すごい生命力というか、なんというか、いいなーと思いました(笑)

P197
 店の表には、濃いピンクのネオン「スナックしのぶ」がエロチックに輝き、怪しげなオーラを醸し出している。古びたドアを開けると、昭和ムードの漂う、一見フツーのスナックという感じだ。
「あら〜、いらっしゃ〜〜い」
 甘〜い鼻声で出迎えてくれたのは、ばっちりメイクでキメた、77歳のしのぶママ。・・・
 ママの相棒は、御年80歳(!)のホステス、ミッちゃん。
 ・・・
「ずっとホステスを?」と聞くと、ママは語尾は伸ばすものの16ビートの早口で言う。
「お店が立ち退きにあって、一回は足を洗ったのよ〜。で、社交ダンスしたりカラオケしたりカチャーシーして遊んでたさぁ。でも、毎日お酒呑んで遊んでると、お店とやってることは変わらないのに、お金ばっかり使うでしょ〜。だから、趣味と実益を兼ねて、70歳でまたお店始めたのよ〜。働かないと、ビールもおいしくないしねぇ」
 なんとママは水商売を引退後、あり余る元気を持て余し、古希にしてスナックを再開したというのだ。

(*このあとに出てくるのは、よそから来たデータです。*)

//! Outbound message formats and well-known defaults.

use hoops_core::ConnectionId;

/// Port the relay listens on unless configured otherwise.
pub const DEFAULT_PORT: u16 = 5634;

/// Query parameter carrying the optional screen label.
pub const SCREEN_ID_PARAM: &str = "screenid";

/// Payload sent by `hoops notify` when no message is given.
pub const DEFAULT_NOTIFY_MESSAGE: &str = "players updated";

const GREETING_PREFIX: &str = "client ";
const GREETING_SUFFIX: &str = " connected!";

/// Builds the one-time greeting sent to a freshly registered connection.
pub fn greeting(id: &ConnectionId) -> String {
    format!("{GREETING_PREFIX}{}{GREETING_SUFFIX}", id.short())
}

/// Extracts the id prefix from a greeting.
///
/// Returns `None` if `text` is not a greeting.
pub fn parse_greeting(text: &str) -> Option<&str> {
    text.strip_prefix(GREETING_PREFIX)?
        .strip_suffix(GREETING_SUFFIX)
        .filter(|prefix| !prefix.is_empty())
}

#[cfg(test)]
mod tests {
    use super::*;

    #[test]
    fn test_greeting_contains_short_id() {
        let id = ConnectionId::generate();
        let text = greeting(&id);
        assert_eq!(text, format!("client {} connected!", id.short()));
    }

    #[test]
    fn test_parse_greeting() {
        let id = ConnectionId::generate();
        let text = greeting(&id);
        assert_eq!(parse_greeting(&text), Some(id.short().as_str()));
    }

    #[test]
    fn test_parse_non_greeting() {
        assert_eq!(parse_greeting("ping"), None);
        assert_eq!(parse_greeting("client  connected!"), None);
    }
}
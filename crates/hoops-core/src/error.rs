//! Domain-specific error types following panic-free policy.

use crate::ConnectionState;
use thiserror::Error;

/// Errors that can occur in domain operations.
#[derive(Error, Debug, Clone, PartialEq, Eq)]
pub enum DomainError {
    /// Lifecycle transition not permitted by the state machine
    #[error("Invalid connection state transition: {from} -> {to}")]
    InvalidTransition {
        from: ConnectionState,
        to: ConnectionState,
    },
}

/// Result type for domain operations.
pub type DomainResult<T> = Result<T, DomainError>;
//! Connection registry using Actor pattern.
//!
//! The registry is the authoritative in-memory set of live connections.
//! It receives commands via a tokio mpsc channel, so `register`, `unregister`
//! and `snapshot` are mutually exclusive without a lock being held across
//! network I/O.
//!
//! # Architecture
//!
//! ```text
//! ┌─────────────────┐     ┌─────────────────┐
//! │ConnectionHandler│────▶│  RegistryActor  │
//! └─────────────────┘     └────────▲────────┘
//!   register/unregister            │ snapshot
//!   (mpsc + oneshot)               │
//!                         ┌────────┴────────┐
//!                         │ Hub dispatcher  │
//!                         └─────────────────┘
//! ```
//!
//! # Panic-Free Guarantees
//!
//! All operations in this module follow the panic-free policy:
//! - No `.unwrap()` or `.expect()` in production code
//! - All fallible operations return `Result` or `Option`
//! - Channel operations handle closure gracefully

use tokio::sync::mpsc;

mod actor;
mod commands;
mod handle;

pub use actor::{RegistryActor, DEFAULT_MAX_CONNECTIONS};
pub use commands::{
    ConnectionEntry, OutboundSender, RegistryCommand, RegistryError, RemovalReason,
};
pub use handle::RegistryHandle;

/// Channel buffer size
const COMMAND_BUFFER: usize = 100;

/// Spawn the registry actor and return a handle for interaction.
///
/// # Example
///
/// ```no_run
/// use hoopsd::registry::{spawn_registry, DEFAULT_MAX_CONNECTIONS};
///
/// #[tokio::main]
/// async fn main() {
///     let handle = spawn_registry(DEFAULT_MAX_CONNECTIONS);
///     let live = handle.snapshot().await;
///     assert!(live.is_empty());
/// }
/// ```
pub fn spawn_registry(max_connections: usize) -> RegistryHandle {
    let (cmd_tx, cmd_rx) = mpsc::channel(COMMAND_BUFFER);

    let actor = RegistryActor::new(cmd_rx, max_connections);
    tokio::spawn(actor.run());

    RegistryHandle::new(cmd_tx)
}
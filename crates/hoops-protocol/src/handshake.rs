//! Parsing of the WebSocket upgrade request.

use hoops_core::ScreenId;
use percent_encoding::percent_decode_str;

use crate::message::SCREEN_ID_PARAM;

/// Extracts the `screenid` label from a request URI query string.
///
/// The first occurrence wins. `+` decodes to a space and percent escapes are
/// decoded lossily. An empty value counts as absent.
pub fn screen_id_from_query(query: Option<&str>) -> Option<ScreenId> {
    query?
        .split('&')
        .filter_map(|pair| {
            let (key, value) = pair.split_once('=').unwrap_or((pair, ""));
            (key == SCREEN_ID_PARAM).then_some(value)
        })
        .map(|value| {
            let spaced = value.replace('+', " ");
            percent_decode_str(&spaced).decode_utf8_lossy().into_owned()
        })
        .find(|value| !value.is_empty())
        .map(ScreenId::new)
}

 超笑い上戸のミッちゃんは、さっきから話の流れは一切無視で、林家パー子みたく「ヒャ〜ハハ!」と声を上げてはパチパチ拍手している。大のビール党だというミッちゃんは、客に「頂いていいですか?」みたいな確認もなく、店内価格1本千円(!)という高額な瓶ビールを勝手に開けては、手酌でジャンジャン呑んでいる有り様。
 ・・・
 ママはものスゴい勢いで話しかけてくるものの、酔えば酔うほど沖縄訛りが強くなり、半分も意味が分からない。何度も聞き返してようやく、数年前に夫と死別し、とっくの昔にお子さんたちも成人していることが分かった。
「ふたりとも、メチャメチャお元気ですね〜」と感心すると、「私らは人間じゃないのさ〜」とママが豪語する。人間じゃないなら、アンタら、いったい何者なんだ!?
 何も食べずに来たので腹がへったなぁと思っていると、気を利かせたママが言う。
「うふっ。今日は特別にお寿司があるのよぉ」
 え、お寿司が出るの!?なんか、高級スナックっぽい感じ〜。
 だが、「食べてね〜」と言ってママがテーブルに置いた寿司は、スーパーの半額シール付きの、盛り合わせパックだった。夢を見せてくれるハズのスナックで、生活感、丸出しすぎじゃん!せめて皿に入れ替えようよ!
 ・・・
 店に来た客に対して、自分のやりたいことをし、自分のしゃべりたいことをしゃべり、自分の呑みたい酒を呑む店、「スナックしのぶ」。ここは、女帝しのぶが経営する治外法権で、常識にとらわれないオバアたちには「人はこうあるべき」などという縛りが一切ない。70歳にして、やりたい放題できる楽園を創ってしまうとは、なんてオリジナルな生き方だろう!